How can I get the saving of that csv done with the csv writer so that it can open a new file in the bucket in write mode = with open(filepath, "w") as outcsv:?

The given function write_to_csv_file() is just a tiny part of the Cloud Function which uses a wide range of functions and cascaded functions. I cannot show the whole reproducible case here and hope that it can be answered by experience or easier examples.

1 Answers1

1

The solution is surprising.

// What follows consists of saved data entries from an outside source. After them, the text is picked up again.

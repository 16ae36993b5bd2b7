pub mod config;
pub mod middleware;
pub mod models;
pub mod redis;
pub mod routes;
pub mod services;
pub mod utils;

pub use config::Settings;
pub use redis::RedisPool;
//! Per-unit notification channel.
//!
//! A channel carries two kinds of events:
//! - `update(value)`, emitted zero or more times while the unit is running
//! - `unmount()`, emitted at most once; emitting it closes the channel and
//!   detaches every listener of both kinds
//!
//! Listeners are called in registration order, outside the channel lock, so a
//! listener may subscribe, unsubscribe, or touch its unit without deadlocking.

use std::sync::Arc;
use std::sync::atomic::{AtomicU64, Ordering};

use parking_lot::Mutex;

use crate::hash::KeyMap;

/// Handle returned when registering a listener; pass it back to
/// [`Channel::unsubscribe`] to detach that listener.
#[derive(Copy, Clone, Eq, PartialEq, Hash, Debug)]
pub struct ListenerId(u64);

type UpdateListener<T> = Arc<dyn Fn(&T) + Send + Sync>;
type UnmountListener = Box<dyn FnOnce() + Send>;

/// Subscriber list for one unit.
pub struct Channel<T> {
    next_id: AtomicU64,
    state: Mutex<ChannelState<T>>,
}

struct ChannelState<T> {
    updates: KeyMap<ListenerId, UpdateListener<T>>,
    unmounts: KeyMap<ListenerId, UnmountListener>,
    closed: bool,
}

impl<T> Channel<T> {
    pub(crate) fn new() -> Self {
        Self {
            next_id: AtomicU64::new(0),
            state: Mutex::new(ChannelState {
                updates: KeyMap::default(),
                unmounts: KeyMap::default(),
                closed: false,
            }),
        }
    }

    fn next_id(&self) -> ListenerId {
        ListenerId(self.next_id.fetch_add(1, Ordering::Relaxed))
    }

    /// Register an update listener.
    ///
    /// On a closed channel the listener is dropped immediately and will never
    /// run; the returned id is still unique.
    pub fn subscribe<F>(&self, listener: F) -> ListenerId
    where
        F: Fn(&T) + Send + Sync + 'static,
    {
        let id = self.next_id();
        let mut state = self.state.lock();
        if !state.closed {
            state.updates.insert(id, Arc::new(listener));
        }
        id
    }

    /// Register a listener for the one-time unmount event.
    pub fn on_unmount<F>(&self, listener: F) -> ListenerId
    where
        F: FnOnce() + Send + 'static,
    {
        let id = self.next_id();
        let mut state = self.state.lock();
        if !state.closed {
            state.unmounts.insert(id, Box::new(listener));
        }
        id
    }

    /// Detach a listener of either kind. Returns `false` if it was already gone.
    pub fn unsubscribe(&self, id: ListenerId) -> bool {
        let mut state = self.state.lock();
        let update = state.updates.shift_remove(&id);
        let unmount = match update {
            Some(_) => None,
            None => state.unmounts.shift_remove(&id),
        };
        // Listeners may own unit handles; drop them unlocked
        drop(state);
        update.is_some() || unmount.is_some()
    }

    /// Number of attached update listeners.
    pub fn listener_count(&self) -> usize {
        self.state.lock().updates.len()
    }

    /// Whether the unmount event has been emitted.
    pub fn is_closed(&self) -> bool {
        self.state.lock().closed
    }

    pub(crate) fn emit_update(&self, value: &T) {
        let listeners: Vec<UpdateListener<T>> = {
            let state = self.state.lock();
            state.updates.values().cloned().collect()
        };
        for listener in listeners {
            listener(value);
        }
    }

    /// Emit the unmount event and detach everything. Returns `false` if the
    /// event had already been emitted.
    pub(crate) fn emit_unmount(&self) -> bool {
        let listeners = {
            let mut state = self.state.lock();
            if state.closed {
                return false;
            }
            state.closed = true;
            state.updates.clear();
            std::mem::take(&mut state.unmounts)
        };
        for (_, listener) in listeners {
            listener();
        }
        true
    }
}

You must import and use the gcsfs module if you want to write to a file with open().

If you use pd.to_csv(), import gcsfs is not needed, but gcsfs is still needed in the requirements.txt to make pd.to_csv() work, thus, pandas to_csv() seems to use it automatically.

The pd.to_csv() surprise put aside, here is the code that answers the question (tested):

def write_to_csv_file(connection, filepath):
    """Write the QUERY result in a loop over batches into a csv.
    This is done in batches since the query from the database is huge.
    :param connection: mysqldb connection to DB
    :param filepath: path to csv file to write data
    return: metadata on rows and time
    """
    countrows = 0
    print("Right before opening the file ...")
   

    # A gcsfs object is needed to open a file.
    # https://stackoverflow.com/questions/52805016/how-to-open-a-file-from-google-cloud-storage-into-a-cloud-function
    # https://gcsfs.readthedocs.io/en/latest/index.html#examples
    # Side-note (Exception):
    # pd.to_csv() needs neither the gcsfs object, nor its import.
    # It is not used here, but it has been tested with examples.
    fs = gcsfs.GCSFileSystem(project=MY_PROJECT)
    fs.ls(BUCKET_NAME)


    # wb needed, else "builtins.TypeError: must be str, not bytes"
    # https://stackoverflow.com/questions/5512811/builtins-typeerror-must-be-str-not-bytes
    with fs.open(filepath, 'wb') as outcsv:
        print("Right after opening the file ...")

        writer = csv.DictWriter(
            outcsv,
            fieldnames=FIELDNAMES,
            extrasaction="ignore",
            delimiter="|",
            lineterminator="\n",
        )
        # write header according to fieldnames
        print("before writer.writeheader()")
        writer.writeheader()
        print("after writer.writeheader()")

        for batch in query_execute_batch(connection):
            writer.writerows(batch)
            countrows += len(batch)
        datetime_now_save = datetime.now()
    return countrows, datetime_now_save

Side-note

Do not use the csv writer like this.

It takes too long, instead of the pd.to_csv() with a chunksize parameter of 5000 which needs just 62s for the 700k rows to be loaded and stored as a csv in the bucket, the CF with the writer of batches takes more than the 9 minutes which is over the timeout limit. I am therefore forced to use pd.to_csv() instead and convert my data into a dataframe for that.